L.D. : Eh bien, il notait ce que le professeur disait de la main droite, et il écrivait de la main gauche... Il était ambidextre, mais je n’ai jamais vu un ambidextre écrire deux textes simultanément. Raphaël le faisait. Tous les moyens étaient bons pour ne pas cesser d’écrire... C’est pour cela qu’il n’avait pas vraiment d’amis de son âge. Quand je voulais aller quelque part, danser, ou passer la soirée chez des copains, je le suppliais parfois de m’accompagner. Il finissait parfois par s’incliner, rarement de bonne grâce.

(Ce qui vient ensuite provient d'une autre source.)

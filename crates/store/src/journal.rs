// SPDX-License-Identifier: BUSL-1.1
// Copyright (c) 2026 Alfred Jean LLC

//! Append-only journal of table mutations.
//!
//! Frame format: 4-byte big-endian length prefix + JSON entry. Every
//! append is flushed and fsynced before returning, which is what makes
//! store writes durable-before-ack. A torn final frame (power loss mid
//! write) is detected on open, logged, and truncated away; anything
//! else that fails to decode is corruption and surfaces as an error.

use std::fs::{File, OpenOptions};
use std::io::{BufWriter, Read, Seek, SeekFrom, Write};
use std::path::{Path, PathBuf};

use serde::{Deserialize, Serialize};
use thiserror::Error;
use tracing::warn;

use vea_core::{AppId, ApplicationRecord, RuntimeStateRecord};

/// Upper bound on a single journal frame. Application records carry
/// inline artifacts, so this is generous; anything larger is a decode
/// error, not data.
const MAX_FRAME_BYTES: u32 = 16 * 1024 * 1024;

/// One durable table mutation.
#[derive(Debug, Clone, PartialEq, Serialize, Deserialize)]
#[serde(tag = "op", rename_all = "snake_case")]
pub enum JournalEntry {
    UpsertApplication { record: Box<ApplicationRecord> },
    DeleteApplication { app_id: AppId },
    UpsertRuntimeState { state: RuntimeStateRecord },
    ClearRuntimeState { app_id: AppId },
}

/// Errors from journal operations.
#[derive(Debug, Error)]
pub enum JournalError {
    #[error("IO error: {0}")]
    Io(#[from] std::io::Error),

    #[error("journal corrupt at offset {offset}: {reason}")]
    Corrupt { offset: u64, reason: String },
}

/// Append-only journal file.
#[derive(Debug)]
pub struct Journal {
    writer: BufWriter<File>,
    path: PathBuf,
    /// Sequence number of the last appended entry (0 = empty).
    seq: u64,
}

impl Journal {
    /// Open (creating if needed) and replay all intact entries.
    ///
    /// Returns the journal positioned for appending plus the replayed
    /// entries in write order. `base_seq` is the snapshot sequence the
    /// journal continues from.
    pub fn open(path: &Path, base_seq: u64) -> Result<(Self, Vec<JournalEntry>), JournalError> {
        if let Some(parent) = path.parent() {
            std::fs::create_dir_all(parent)?;
        }
        let mut file = OpenOptions::new().read(true).create(true).append(true).open(path)?;

        let mut bytes = Vec::new();
        file.seek(SeekFrom::Start(0))?;
        file.read_to_end(&mut bytes)?;

        let (entries, good_len) = replay(&bytes, path)?;
        if (good_len as usize) < bytes.len() {
            // Torn tail from an interrupted append; drop it.
            warn!(
                path = %path.display(),
                kept = good_len,
                dropped = bytes.len() as u64 - good_len,
                "truncating torn journal tail"
            );
            file.set_len(good_len)?;
        }
        file.seek(SeekFrom::End(0))?;

        let seq = base_seq + entries.len() as u64;
        Ok((Self { writer: BufWriter::new(file), path: path.to_path_buf(), seq }, entries))
    }

    /// Append an entry, durable before return. Returns the new sequence.
    pub fn append(&mut self, entry: &JournalEntry) -> Result<u64, JournalError> {
        let payload = serde_json::to_vec(entry).map_err(|e| JournalError::Corrupt {
            offset: 0,
            reason: format!("encode: {e}"),
        })?;
        let len = payload.len() as u32;
        self.writer.write_all(&len.to_be_bytes())?;
        self.writer.write_all(&payload)?;
        self.writer.flush()?;
        self.writer.get_ref().sync_data()?;
        self.seq += 1;
        Ok(self.seq)
    }

    /// Sequence number of the last durable entry.
    pub fn seq(&self) -> u64 {
        self.seq
    }

    /// Drop all journaled entries (called after a snapshot covers them).
    pub fn reset(&mut self, base_seq: u64) -> Result<(), JournalError> {
        self.writer.flush()?;
        self.writer.get_ref().set_len(0)?;
        self.writer.get_ref().sync_data()?;
        self.seq = base_seq;
        Ok(())
    }

    pub fn path(&self) -> &Path {
        &self.path
    }
}

/// Decode frames from `bytes`; returns entries plus the byte length of
/// the intact prefix.
fn replay(bytes: &[u8], path: &Path) -> Result<(Vec<JournalEntry>, u64), JournalError> {
    let mut entries = Vec::new();
    let mut offset = 0usize;

    while offset < bytes.len() {
        let remaining = bytes.len() - offset;
        if remaining < 4 {
            break; // torn length prefix
        }
        let mut len_buf = [0u8; 4];
        len_buf.copy_from_slice(&bytes[offset..offset + 4]);
        let len = u32::from_be_bytes(len_buf);
        if len == 0 || len > MAX_FRAME_BYTES {
            return Err(JournalError::Corrupt {
                offset: offset as u64,
                reason: format!("implausible frame length {len} in {}", path.display()),
            });
        }
        if remaining - 4 < len as usize {
            break; // torn payload
        }
        let payload = &bytes[offset + 4..offset + 4 + len as usize];
        let entry = serde_json::from_slice(payload).map_err(|e| JournalError::Corrupt {
            offset: offset as u64,
            reason: format!("decode: {e}"),
        })?;
        entries.push(entry);
        offset += 4 + len as usize;
    }

    Ok((entries, offset as u64))
}

#[cfg(test)]
#[path = "journal_tests.rs"]
mod tests;
// SPDX-License-Identifier: BUSL-1.1
// Copyright (c) 2026 Alfred Jean LLC

//! Lifecycle state machine and the durable runtime-state record.
//!
//! The transition table is the single authority on what lifecycle
//! operations are legal; the lifecycle core consults it before touching
//! the sandbox driver, and any other attempt is an `invalid_transition`.

use chrono::{DateTime, Utc};
use serde::{Deserialize, Serialize};

use crate::id::{AppId, ExecutionId};

/// Lifecycle state of an application.
#[derive(Debug, Clone, Copy, PartialEq, Eq, Hash, Serialize, Deserialize)]
#[serde(rename_all = "snake_case")]
pub enum AppState {
    /// Installed but never started (or not auto-started).
    Installed,
    Running,
    Paused,
    Stopped,
    /// Observed crash or failed start; cleared by the next start.
    Error,
    /// Terminal. The record is gone once reconciliation completes.
    Removed,
}

impl AppState {
    /// Live states hold a sandbox and a live handle (invariant: a live
    /// handle exists iff the runtime state is running or paused).
    pub fn is_live(&self) -> bool {
        matches!(self, AppState::Running | AppState::Paused)
    }

    pub fn is_terminal(&self) -> bool {
        matches!(self, AppState::Removed)
    }

    /// Whether the transition `self -> to` is allowed.
    ///
    /// Remove is reachable from every state; the lifecycle core stops a
    /// live sandbox first, so by the time the state flips to `removed`
    /// nothing is running.
    pub fn can_transition_to(&self, to: AppState) -> bool {
        use AppState::*;
        match (self, to) {
            (_, Removed) => !self.is_terminal(),
            (Installed, Running) => true,
            (Running, Paused) => true,
            (Paused, Running) => true,
            (Running, Stopped) | (Paused, Stopped) => true,
            (Running, Error) | (Paused, Error) => true,
            (Stopped, Running) => true,
            (Error, Running) => true,
            _ => false,
        }
    }
}

impl std::fmt::Display for AppState {
    /// Renders the state exactly as it appears on the wire.
    fn fmt(&self, f: &mut std::fmt::Formatter<'_>) -> std::fmt::Result {
        let s = match self {
            AppState::Installed => "installed",
            AppState::Running => "running",
            AppState::Paused => "paused",
            AppState::Stopped => "stopped",
            AppState::Error => "error",
            AppState::Removed => "removed",
        };
        write!(f, "{s}")
    }
}

/// The durable observed-state row; at most one per application,
/// replaced atomically on each start.
#[derive(Debug, Clone, PartialEq, Serialize, Deserialize)]
pub struct RuntimeStateRecord {
    pub app_id: AppId,
    pub execution_id: ExecutionId,
    pub current_state: AppState,
    /// Opaque sandbox-driver handle (container id or name).
    pub container_handle: String,
    #[serde(default, skip_serializing_if = "Option::is_none")]
    pub exit_code: Option<i64>,
    pub last_heartbeat: DateTime<Utc>,
}

#[cfg(test)]
#[path = "state_tests.rs"]
mod tests;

Un jour, il s’est montré tellement désagréable avec une de mes amies que je n’ai pas voulu le revoir pendant huit jours. Ça n’avait pas dû nous arriver depuis que nous nous connaissions, pas même pendant les vacances scolaires... Au bout de huit jours, je n’y tenais plus, je m’attendais à ce qu’il m’écrive pour me faire des excuses ou s’inquiéter de mon silence, mais c’est moi qui ai cédé, je suis allée le voir. Sa mère m’a ouvert, et m’a lancé : « Eh bien, Titia, avez-vous fait bon voyage ? » Pour expliquer mon absence, il lui avait raconté que j’étais partie en Angleterre avec le Lycée !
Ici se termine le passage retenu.